(Records drawn from a dataset)
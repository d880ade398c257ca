//! Invoice status lifecycle and draft editing tests for retainer-billing.

mod common;

use common::{date, dec, standard_terms, TestApp, TEST_COMPANY_ID, TEST_PROJECT_ID, TEST_USER_ID};
use retainer_billing::models::{InvoiceStatus, LineType, ManualLine, NewTimeRecord, UpdateInvoice};
use retainer_billing::BillingError;
use rust_decimal::Decimal;

fn adjustment(amount: &str) -> ManualLine {
    ManualLine {
        description: "Goodwill adjustment".to_string(),
        quantity: "1".to_string(),
        unit_price: dec(amount),
        line_total: dec(amount),
        line_type: LineType::Adjustment,
    }
}

#[tokio::test]
async fn draft_is_issued_then_paid() {
    let app = TestApp::spawn().await;
    let document = app.generate_month(2024, 1).await;
    let id = document.invoice.id;

    let err = app.orchestrator.mark_paid(id).await.unwrap_err();
    assert!(matches!(err, BillingError::InvalidTransition { action: "mark paid", .. }));

    let issued = app.orchestrator.issue(id).await.unwrap();
    assert_eq!(issued.status(), InvoiceStatus::Issued);

    let err = app.orchestrator.issue(id).await.unwrap_err();
    assert!(matches!(err, BillingError::InvalidTransition { .. }));

    app.orchestrator
        .record_payment(id, dec("1000"), date(2024, 2, 10))
        .await
        .unwrap();
    let paid = app.orchestrator.mark_paid(id).await.unwrap();
    assert_eq!(paid.status(), InvoiceStatus::Paid);
}

#[tokio::test]
async fn editing_requires_draft() {
    let app = TestApp::spawn().await;
    let record = app.log(date(2024, 1, 4), 60, "call").await;
    let document = app.generate_month(2024, 1).await;
    let id = document.invoice.id;
    let line_id = document.lines[0].id;
    app.orchestrator.issue(id).await.unwrap();

    let not_editable = |err: BillingError| matches!(err, BillingError::NotEditable { status, .. } if status == "issued");

    assert!(not_editable(
        app.orchestrator
            .update(id, UpdateInvoice::default())
            .await
            .unwrap_err()
    ));
    assert!(not_editable(
        app.orchestrator
            .add_line_item(id, adjustment("10"))
            .await
            .unwrap_err()
    ));
    assert!(not_editable(
        app.orchestrator
            .remove_line_item(id, line_id)
            .await
            .unwrap_err()
    ));
    assert!(not_editable(
        app.orchestrator
            .unlink_entry(id, record.id)
            .await
            .unwrap_err()
    ));
    assert!(not_editable(
        app.orchestrator
            .link_entry(id, record.id, line_id)
            .await
            .unwrap_err()
    ));
}

#[tokio::test]
async fn draft_update_sets_notes_and_due_date() {
    let app = TestApp::spawn().await;
    let document = app.generate_month(2024, 1).await;

    let updated = app
        .orchestrator
        .update(
            document.invoice.id,
            UpdateInvoice {
                notes: Some("Net 15".to_string()),
                due_date: Some(date(2024, 2, 15)),
            },
        )
        .await
        .unwrap();

    assert_eq!(updated.notes.as_deref(), Some("Net 15"));
    assert_eq!(updated.due_date, Some(date(2024, 2, 15)));
}

#[tokio::test]
async fn manual_lines_adjust_the_total() {
    let app = TestApp::spawn().await;
    let document = app.generate_month(2024, 1).await;
    let id = document.invoice.id;

    let err = app
        .orchestrator
        .add_line_item(
            id,
            ManualLine {
                line_type: LineType::Retainer,
                ..adjustment("10")
            },
        )
        .await
        .unwrap_err();
    assert!(matches!(err, BillingError::InvalidInput(_)));

    let line = app.orchestrator.add_line_item(id, adjustment("-50")).await.unwrap();
    let with_line = app.orchestrator.get_invoice(id).await.unwrap();
    assert_eq!(with_line.invoice.invoice_total, dec("950"));
    assert_eq!(with_line.manual_lines().count(), 1);

    let removed = app.orchestrator.remove_line_item(id, line.id).await.unwrap();
    assert_eq!(removed.invoice_total, dec("1000"));
}

#[tokio::test]
async fn entries_can_be_unlinked_and_relinked_on_drafts() {
    let app = TestApp::spawn().await;
    let first = app.log(date(2024, 1, 4), 90, "call").await;
    app.log(date(2024, 1, 5), 30, "email").await;
    let document = app.generate_month(2024, 1).await;
    let id = document.invoice.id;
    let retainer = document.lines[0].id;
    assert_eq!(document.invoice.hours_worked, dec("2"));

    let unlinked = app.orchestrator.unlink_entry(id, first.id).await.unwrap();
    assert_eq!(unlinked.hours_worked, dec("0.5"));

    let err = app.orchestrator.unlink_entry(id, first.id).await.unwrap_err();
    assert!(matches!(err, BillingError::InvalidInput(_)));

    let relinked = app.orchestrator.link_entry(id, first.id, retainer).await.unwrap();
    assert_eq!(relinked.hours_worked, dec("2"));

    let err = app.orchestrator.link_entry(id, first.id, retainer).await.unwrap_err();
    assert!(matches!(err, BillingError::InvalidInput(_)));
}

#[tokio::test]
async fn link_entry_requires_billable_work_inside_the_period() {
    let app = TestApp::spawn().await;
    let february = app.generate_month(2024, 2).await;
    let id = february.invoice.id;
    let retainer = february.lines[0].id;

    let january = app.log(date(2024, 1, 31), 60, "late call").await;
    let err = app
        .orchestrator
        .link_entry(id, january.id, retainer)
        .await
        .unwrap_err();
    assert!(matches!(err, BillingError::InvalidInput(_)));

    let internal = app
        .store
        .insert_record(NewTimeRecord {
            company_id: TEST_COMPANY_ID,
            project_id: TEST_PROJECT_ID,
            task_id: None,
            user_id: TEST_USER_ID,
            description: "internal sync".to_string(),
            job_type: None,
            minutes_worked: 45,
            date_worked: date(2024, 2, 6),
            is_billable: false,
            linked_line_id: None,
        })
        .await;
    let err = app
        .orchestrator
        .link_entry(id, internal.id, retainer)
        .await
        .unwrap_err();
    assert!(matches!(err, BillingError::InvalidInput(_)));
    assert!(!app.records().await.iter().any(|record| record.is_linked()));

    let call = app.log(date(2024, 2, 6), 60, "call").await;
    let linked = app.orchestrator.link_entry(id, call.id, retainer).await.unwrap();
    assert_eq!(linked.hours_worked, dec("1"));
}

#[tokio::test]
async fn void_is_rejected_with_payments_or_when_paid() {
    let app = TestApp::spawn().await;
    let document = app.generate_month(2024, 1).await;
    let id = document.invoice.id;
    app.orchestrator.issue(id).await.unwrap();

    let err = app
        .orchestrator
        .record_payment(id, Decimal::ZERO, date(2024, 2, 1))
        .await
        .unwrap_err();
    assert!(matches!(err, BillingError::InvalidInput(_)));

    app.orchestrator
        .record_payment(id, dec("400"), date(2024, 2, 1))
        .await
        .unwrap();
    let err = app.orchestrator.void(id).await.unwrap_err();
    assert!(matches!(err, BillingError::InvalidTransition { action: "void", .. }));

    app.orchestrator.mark_paid(id).await.unwrap();
    let err = app.orchestrator.void(id).await.unwrap_err();
    assert!(matches!(err, BillingError::InvalidTransition { .. }));
}

#[tokio::test]
async fn payments_require_an_issued_invoice() {
    let app = TestApp::spawn().await;
    let document = app.generate_month(2024, 1).await;

    let err = app
        .orchestrator
        .record_payment(document.invoice.id, dec("100"), date(2024, 2, 1))
        .await
        .unwrap_err();
    assert!(matches!(err, BillingError::InvalidTransition { .. }));
}

#[tokio::test]
async fn void_releases_and_recombines_records() {
    let app = TestApp::spawn_billing_excess().await;
    let original = app.log(date(2024, 1, 10), 780, "data migration").await;
    let document = app.generate_month(2024, 1).await;
    assert_eq!(app.records().await.len(), 2);

    let voided = app.orchestrator.void(document.invoice.id).await.unwrap();
    assert_eq!(voided.status(), InvoiceStatus::Void);

    let records = app.records().await;
    assert_eq!(records.len(), 1);
    assert_eq!(records[0].id, original.id);
    assert_eq!(records[0].minutes_worked, 780);
    assert!(!records[0].is_linked());
}

#[tokio::test]
async fn unvoid_validates_target_and_relinks() {
    let app = TestApp::spawn_billing_excess().await;
    app.log(date(2024, 1, 10), 780, "data migration").await;
    let document = app.generate_month(2024, 1).await;
    let id = document.invoice.id;
    let retainer = document
        .lines
        .iter()
        .find(|line| line.kind() == Some(LineType::Retainer))
        .unwrap()
        .id;
    let additional = document
        .lines
        .iter()
        .find(|line| line.kind() == Some(LineType::AdditionalHours))
        .unwrap()
        .id;

    let err = app.orchestrator.unvoid(id, InvoiceStatus::Draft).await.unwrap_err();
    assert!(matches!(err, BillingError::InvalidTransition { action: "unvoid", .. }));

    app.orchestrator.void(id).await.unwrap();

    let err = app.orchestrator.unvoid(id, InvoiceStatus::Void).await.unwrap_err();
    assert!(matches!(err, BillingError::InvalidTargetStatus(_)));

    let restored = app.orchestrator.unvoid(id, InvoiceStatus::Issued).await.unwrap();
    assert_eq!(restored.status(), InvoiceStatus::Issued);
    assert_eq!(app.linked_minutes(retainer).await, 600);
    assert_eq!(app.linked_minutes(additional).await, 180);
    assert_eq!(app.total_minutes().await, 780);
}

#[tokio::test]
async fn unvoid_is_blocked_by_a_newer_invoice() {
    let app = TestApp::spawn().await;
    let first = app.generate_month(2024, 1).await;
    app.orchestrator.void(first.invoice.id).await.unwrap();
    let replacement = app.generate_month(2024, 1).await;

    let err = app
        .orchestrator
        .unvoid(first.invoice.id, InvoiceStatus::Draft)
        .await
        .unwrap_err();
    match err {
        BillingError::OverlappingPeriod { invoice_id, .. } => {
            assert_eq!(invoice_id, replacement.invoice.id)
        }
        other => panic!("expected OverlappingPeriod, got {:?}", other),
    }
}

#[tokio::test]
async fn unknown_invoice_is_not_found() {
    let app = TestApp::spawn().await;
    let err = app.orchestrator.issue(9_999).await.unwrap_err();
    assert!(matches!(err, BillingError::NotFound(_)));
}

#[tokio::test]
async fn unvoid_keeps_hours_equal_to_relinked_time() {
    let app = TestApp::spawn().await;
    app.log(date(2024, 1, 5), 300, "design").await;
    app.log(date(2024, 1, 20), 180, "review").await;
    let january = app.generate_month(2024, 1).await;
    assert_eq!(january.invoice.hours_worked, dec("8"));
    app.orchestrator.void(january.invoice.id).await.unwrap();

    // A separate agreement bills the early January work while the invoice is void.
    let side = app.orchestrator.create_agreement(standard_terms()).await.unwrap();
    let side_invoice = app
        .orchestrator
        .generate_invoice(&app.company, &side, date(2024, 1, 1), date(2024, 1, 10))
        .await
        .unwrap();
    assert_eq!(side_invoice.invoice.hours_worked, dec("5"));

    let restored = app
        .orchestrator
        .unvoid(january.invoice.id, InvoiceStatus::Draft)
        .await
        .unwrap();
    assert_eq!(restored.status(), InvoiceStatus::Draft);
    assert_eq!(restored.hours_worked, dec("3"));

    let document = app.orchestrator.get_invoice(january.invoice.id).await.unwrap();
    let mut linked = 0;
    for line in &document.lines {
        linked += app.linked_minutes(line.id).await;
    }
    assert_eq!(linked, 180);
}
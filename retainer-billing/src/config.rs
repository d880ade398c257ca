//! Configuration for retainer-billing.

use crate::services::BillingPolicy;
use serde::Deserialize;
use service_core::config::load_settings;
use service_core::error::AppError;

#[derive(Debug, Clone, Deserialize)]
pub struct BillingConfig {
    #[serde(default = "default_service_name")]
    pub service_name: String,
    #[serde(default = "default_log_level")]
    pub log_level: String,
    pub database: DatabaseConfig,
    #[serde(default)]
    pub policy: BillingPolicy,
}

#[derive(Debug, Clone, Deserialize)]
pub struct DatabaseConfig {
    pub url: String,
    #[serde(default = "default_max_connections")]
    pub max_connections: u32,
    #[serde(default = "default_min_connections")]
    pub min_connections: u32,
}

fn default_service_name() -> String {
    "retainer-billing".to_string()
}

fn default_log_level() -> String {
    "info".to_string()
}

fn default_max_connections() -> u32 {
    10
}

fn default_min_connections() -> u32 {
    1
}

impl BillingConfig {
    /// Load from `configuration.*` and `BILLING__*` environment variables.
    pub fn from_env() -> Result<Self, AppError> {
        load_settings("configuration", "BILLING")
    }
}
//! Test helper module for retainer-billing integration tests.
//!
//! Seeds an in-memory store with one company and one agreement.

#![allow(dead_code)]

use chrono::NaiveDate;
use retainer_billing::models::{Agreement, Company, NewAgreement, NewTimeRecord, TimeRecord};
use retainer_billing::services::{
    init_metrics, BillingPolicy, InMemoryStore, InvoiceDocument, InvoiceOrchestrator,
};
use retainer_billing::Result;
use rust_decimal::Decimal;
use std::str::FromStr;

pub const TEST_COMPANY_ID: i64 = 1;
pub const TEST_USER_ID: i64 = 7;
pub const TEST_PROJECT_ID: i64 = 3;

pub fn date(year: i32, month: u32, day: u32) -> NaiveDate {
    NaiveDate::from_ymd_opt(year, month, day).expect("valid date")
}

pub fn dec(value: &str) -> Decimal {
    Decimal::from_str(value).expect("valid decimal")
}

pub fn month_start(year: i32, month: u32) -> NaiveDate {
    date(year, month, 1)
}

pub fn month_end(year: i32, month: u32) -> NaiveDate {
    let (next_year, next_month) = if month == 12 { (year + 1, 1) } else { (year, month + 1) };
    date(next_year, next_month, 1).pred_opt().expect("valid date")
}

/// Agreement terms used by the scenarios: 10h for 1000, 150/h, 3 months rollover.
pub fn standard_terms() -> NewAgreement {
    NewAgreement {
        company_id: TEST_COMPANY_ID,
        monthly_retainer_hours: dec("10"),
        catch_up_threshold_hours: Decimal::ZERO,
        hourly_rate: dec("150"),
        monthly_retainer_fee: dec("1000"),
        rollover_months: 3,
        active_date: date(2024, 1, 1),
        termination_date: None,
    }
}

/// In-memory application wrapper for integration tests.
pub struct TestApp {
    pub store: InMemoryStore,
    pub orchestrator: InvoiceOrchestrator<InMemoryStore>,
    pub company: Company,
    pub agreement: Agreement,
}

impl TestApp {
    /// Default policy with the standard agreement.
    pub async fn spawn() -> Self {
        Self::spawn_with(BillingPolicy::default(), standard_terms()).await
    }

    /// Overage billed on an additional-hours line.
    pub async fn spawn_billing_excess() -> Self {
        Self::spawn_with(
            BillingPolicy {
                bill_excess_immediately: true,
            },
            standard_terms(),
        )
        .await
    }

    pub async fn spawn_with(policy: BillingPolicy, terms: NewAgreement) -> Self {
        init_metrics();

        let store = InMemoryStore::new();
        let company = store
            .insert_company(Company {
                id: TEST_COMPANY_ID,
                name: "Acme Corp".to_string(),
                invoice_prefix: "acme".to_string(),
            })
            .await;

        let orchestrator = InvoiceOrchestrator::new(store.clone(), policy);
        let agreement = orchestrator
            .create_agreement(terms)
            .await
            .expect("Failed to create agreement");

        Self {
            store,
            orchestrator,
            company,
            agreement,
        }
    }

    /// Log billable minutes with a description unique to the call site.
    pub async fn log(&self, day: NaiveDate, minutes: i64, description: &str) -> TimeRecord {
        self.store
            .insert_record(NewTimeRecord {
                company_id: TEST_COMPANY_ID,
                project_id: TEST_PROJECT_ID,
                task_id: None,
                user_id: TEST_USER_ID,
                description: description.to_string(),
                job_type: Some("development".to_string()),
                minutes_worked: minutes,
                date_worked: day,
                is_billable: true,
                linked_line_id: None,
            })
            .await
    }

    pub async fn generate(&self, start: NaiveDate, end: NaiveDate) -> Result<InvoiceDocument> {
        self.orchestrator
            .generate_invoice(&self.company, &self.agreement, start, end)
            .await
    }

    pub async fn generate_month(&self, year: i32, month: u32) -> InvoiceDocument {
        self.generate(month_start(year, month), month_end(year, month))
            .await
            .expect("Failed to generate invoice")
    }

    pub async fn records(&self) -> Vec<TimeRecord> {
        self.store.records(TEST_COMPANY_ID).await
    }

    /// Minutes linked to `line_id`.
    pub async fn linked_minutes(&self, line_id: i64) -> i64 {
        self.records()
            .await
            .iter()
            .filter(|record| record.linked_line_id == Some(line_id))
            .map(|record| record.minutes_worked)
            .sum()
    }

    pub async fn total_minutes(&self) -> i64 {
        self.records().await.iter().map(|record| record.minutes_worked).sum()
    }
}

- [AIM OF THE EXERCISE]
Copy the lines of the data above exactly as written, beginning with the line containing "async fn unvoid_keeps_hours_equal_to_relinked_time()" and ending with the line containing "invoice is void.", and leave out all other lines.

- [RESPONSE TO THIS TASK]
async fn unvoid_keeps_hours_equal_to_relinked_time() {
    let app = TestApp::spawn().await;
    app.log(date(2024, 1, 5), 300, "design").await;
    app.log(date(2024, 1, 20), 180, "review").await;
    let january = app.generate_month(2024, 1).await;
    assert_eq!(january.invoice.hours_worked, dec("8"));
    app.orchestrator.void(january.invoice.id).await.unwrap();

    // A separate agreement bills the early January work while the invoice is void.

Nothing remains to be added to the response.